Biosciences and Biotechnology Division, Physical and Life Sciences Directorate, Lawrence Livermore National Laboratory, Livermore, California, United States of America.
PLoS One. 2013 May 10;8(5):e62535. doi: 10.1371/journal.pone.0062535. Print 2013.

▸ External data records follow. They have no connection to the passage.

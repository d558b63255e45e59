use async_trait::async_trait;
use log::info;
use reqwest::{Client, StatusCode, Url};
use thiserror::Error;

use crate::{config::Config, exchange_rate::ExchangeRateSample, quotes::parse_sample};

#[derive(Debug, Error)]
pub enum FetchError {
    #[error("invalid api url: {0}")]
    Url(String),
    #[error("request to the rates api failed: {0}")]
    Request(#[from] reqwest::Error),
    #[error("rates api answered with status {0}")]
    Status(StatusCode),
    #[error("rates api returned malformed json: {0}")]
    Json(#[from] serde_json::Error),
    #[error("rates api error {code}: {info}")]
    Api { code: i64, info: String },
    #[error("response has no timestamp")]
    MissingTimestamp,
    #[error("response has no quote for {0}")]
    MissingQuote(String),
    #[error("quote {0} is not a decimal number")]
    InvalidRate(String),
}

/// Anything that can produce one rate sample per call.
#[async_trait]
pub trait RateSource: Send + Sync {
    async fn fetch(&self) -> Result<ExchangeRateSample, FetchError>;
}

pub struct ApiClient {
    client: Client,
    url: String,
    access_key: String,
    source: String,
    currencies: String,
}

impl ApiClient {
    pub fn new(config: &Config) -> Result<Self, FetchError> {
        let client = Client::builder().timeout(config.http_timeout).build()?;

        Ok(ApiClient {
            client,
            url: config.api_url.clone(),
            access_key: config.access_key.clone(),
            source: config.source.clone(),
            currencies: config.currencies.clone(),
        })
    }

    fn request_url(&self) -> Result<Url, FetchError> {
        let url = Url::parse_with_params(
            &self.url,
            &[
                ("access_key", self.access_key.as_str()),
                ("source", self.source.as_str()),
                ("currencies", self.currencies.as_str()),
            ],
        )
        .map_err(|e| FetchError::Url(e.to_string()))?;

        Ok(url)
    }
}

#[async_trait]
impl RateSource for ApiClient {
    async fn fetch(&self) -> Result<ExchangeRateSample, FetchError> {
        let resp = self.client.get(self.request_url()?).send().await?;
        if !resp.status().is_success() {
            return Err(FetchError::Status(resp.status()));
        }

        let body = resp.text().await?;
        let sample = parse_sample(&body, &self.source, &self.currencies)?;

        info!(
            "Exchange rate {} to {} fetched: datetime_rate={} value_rate={}",
            sample.source_currency,
            sample.target_currency,
            sample.fetched_at_epoch,
            sample.rate_value
        );

        Ok(sample)
    }
}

We present an enzyme protein function identification algorithm, Catalytic Site Identification (CatSId), based on identification of catalytic residues. The method is optimized for highly accurate template identification across a diverse template library and is also very efficient in regards to time and scalability of comparisons. The algorithm matches three-dimensional residue arrangements in a query protein to a library of manually annotated, catalytic residues--The Catalytic Site Atlas (CSA). Two main processes are involved. The first process is a rapid protein-to-template matching algorithm that scales quadratically with target protein size and linearly with template size. The second process incorporates a number of physical descriptors, including binding site predictions, in a logistic scoring procedure to re-score matches found in Process 1. This approach shows very good performance overall, with a Receiver-Operator-Characteristic Area Under Curve (AUC) of 0.971 for the training set evaluated. The procedure is able to process cofactors, ions, nonstandard residues, and point substitutions for residues and ions in a robust and integrated fashion. Sites with only two critical (catalytic) residues are challenging cases, resulting in AUCs of 0.9411 and 0.5413 for the training and test sets, respectively. The remaining sites show excellent performance with AUCs greater than 0.90 for both the training and test data on templates of size greater than two critical (catalytic) residues. The procedure has considerable promise for larger scale searches.
我们提出了一种酶蛋白功能鉴定算法,即 Catalytic Site Identification (CatSId),它基于催化残基的鉴定。该方法针对跨多样化模板库进行高度准确的模板识别进行了优化,并且在比较的时间和可扩展性方面也非常高效。该算法将查询蛋白中的三维残基排列与手动注释的催化残基库(Catalytic Site Atlas,CSA)进行匹配。该算法涉及两个主要过程。第一个过程是一种快速的蛋白质到模板匹配算法,其规模与目标蛋白大小呈二次方关系,与模板大小呈线性关系。第二个过程在逻辑评分过程中结合了许多物理描述符,包括结合位点预测,以重新评分过程 1 中找到的匹配。该方法总体性能非常好,在评估的训练集中,接收器操作特征曲线(ROC)下的面积(AUC)为 0.971。该过程能够以稳健且集成的方式处理辅助因子、离子、非标准残基以及残基和离子的点取代。只有两个关键(催化)残基的位点是具有挑战性的情况,导致训练集和测试集的 AUC 分别为 0.9411 和 0.5413。对于大于两个关键(催化)残基的模板的训练和测试数据,其余位点的 AUC 均大于 0.90,表现出出色的性能。该过程在更大规模的搜索中具有很大的应用前景。